Extended Data Fig. 8: Controls for specificity of psaA mRNA labelling in Synechocystis.

a, Variation in psaA mRNA signal intensity between cells grown under standard conditions (first row) and 3 control samples: unprobed, high light (HL)-treated cells (600 µmol photons m^-2s^-1, 1 hour) and Rifampicin-treated (400 µg ml^-1, 1 hour) cells. Confocal fluorescence micrographs showing FISH signal in green and TM in magenta. An overlay between the DAPI-stained nucleoid region (blue) and FISH signal (yellow) is shown for rifampicin-treated cells. Line profiles from representative cells are shown below the corresponding micrographs. b, comparison of mRNA FISH signals per cell in the different conditions (p=3x10^-29 for probed vs unprobed, 8x10^-25 for HL vs normal growth and 2x10^-9 for rifampicin vs untreated).
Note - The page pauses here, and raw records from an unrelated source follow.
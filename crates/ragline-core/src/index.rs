//! Document-level vector index operations.
//!
//! [`VectorIndex`] binds a [`VectorStore`] collection to an
//! [`EmbeddingGateway`]. Writes follow one rule: vectors are computed
//! before anything touches the store, so a failed embedding call leaves
//! the index exactly as it was.
//!
//! Re-inserting a document overwrites records with the same chunk ids.
//! If the chunker configuration changed in between and the document now
//! has fewer chunks, the higher-indexed records from the earlier run stay
//! until [`VectorIndex::delete_document`] is called.

use std::collections::BTreeSet;
use std::sync::Arc;

use crate::embedding::EmbeddingGateway;
use crate::error::{Error, Result};
use crate::models::{Document, IndexInfo, IndexedRecord, QueryHit};
use crate::store::{MetadataFilter, VectorStore};

pub struct VectorIndex {
    store: Arc<dyn VectorStore>,
    gateway: EmbeddingGateway,
    collection: String,
}

impl VectorIndex {
    /// Bind to `collection`, creating it if needed.
    pub async fn open(
        store: Arc<dyn VectorStore>,
        gateway: EmbeddingGateway,
        collection: impl Into<String>,
    ) -> Result<Self> {
        let collection = collection.into();
        store.ensure_collection(&collection).await?;
        Ok(Self {
            store,
            gateway,
            collection,
        })
    }

    pub fn collection(&self) -> &str {
        &self.collection
    }

    /// Embed every chunk in one gateway call and upsert the records.
    ///
    /// Returns the number of records written.
    pub async fn insert(&self, document: &Document) -> Result<usize> {
        if document.chunks.is_empty() {
            return Err(Error::EmptyChunks(document.metadata.filename.clone()));
        }

        let texts: Vec<String> = document.chunks.iter().map(|c| c.text.clone()).collect();
        let vectors = self.gateway.embed_many(&texts).await?;

        let records: Vec<IndexedRecord> = document
            .chunks
            .iter()
            .zip(vectors)
            .map(|(chunk, vector)| IndexedRecord::from_chunk(&document.doc_id, chunk, vector))
            .collect();

        self.store.upsert(&self.collection, &records).await?;
        tracing::info!(
            doc_id = %document.doc_id,
            file = %document.metadata.filename,
            chunks = records.len(),
            "indexed document"
        );
        Ok(records.len())
    }

    /// Up to `top_k` hits ranked by ascending distance.
    pub async fn query(&self, text: &str, top_k: usize) -> Result<Vec<QueryHit>> {
        self.search(text, top_k, None).await
    }

    /// Like [`VectorIndex::query`], restricted to records matching `filter`.
    pub async fn query_filtered(
        &self,
        text: &str,
        top_k: usize,
        filter: &MetadataFilter,
    ) -> Result<Vec<QueryHit>> {
        self.search(text, top_k, Some(filter)).await
    }

    async fn search(
        &self,
        text: &str,
        top_k: usize,
        filter: Option<&MetadataFilter>,
    ) -> Result<Vec<QueryHit>> {
        if top_k == 0 {
            return Ok(Vec::new());
        }
        let vector = self.gateway.embed_one(text).await?;
        let hits = self
            .store
            .query(&self.collection, &vector, top_k, filter)
            .await?;
        tracing::debug!(top_k, hits = hits.len(), "vector query");
        Ok(hits)
    }

    /// Remove every record of `doc_id`. Returns the number removed.
    pub async fn delete_document(&self, doc_id: &str) -> Result<usize> {
        let removed = self
            .store
            .delete(&self.collection, &MetadataFilter::DocId(doc_id.to_string()))
            .await?;
        tracing::info!(doc_id, removed, "deleted document");
        Ok(removed)
    }

    /// Empty the collection in one store call.
    pub async fn clear_all(&self) -> Result<()> {
        self.store.recreate_collection(&self.collection).await?;
        tracing::info!(collection = %self.collection, "cleared index");
        Ok(())
    }

    pub async fn get_document_info(&self) -> Result<IndexInfo> {
        let metadata = self.store.scan(&self.collection).await?;
        let files: BTreeSet<String> = metadata.iter().map(|m| m.source_file.clone()).collect();
        Ok(IndexInfo {
            total_chunks: metadata.len(),
            unique_documents: files.len(),
            document_files: files.into_iter().collect(),
        })
    }

    /// Distinct document ids, sorted.
    pub async fn list_documents(&self) -> Result<Vec<String>> {
        let metadata = self.store.scan(&self.collection).await?;
        let ids: BTreeSet<String> = metadata.into_iter().map(|m| m.doc_id).collect();
        Ok(ids.into_iter().collect())
    }
}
Images smoothed (below optical resolution) and corrected for the background signal in the FISH channel. Error bars in the box plots indicate the range of values recorded, the centre line shows the median and the box spans the first to third quartiles. n: number of cells measured, *: significant difference from the untreated cells, at p< 0.001, measured by unpaired two-tailed Student’s t-test; scale bars: 2µm.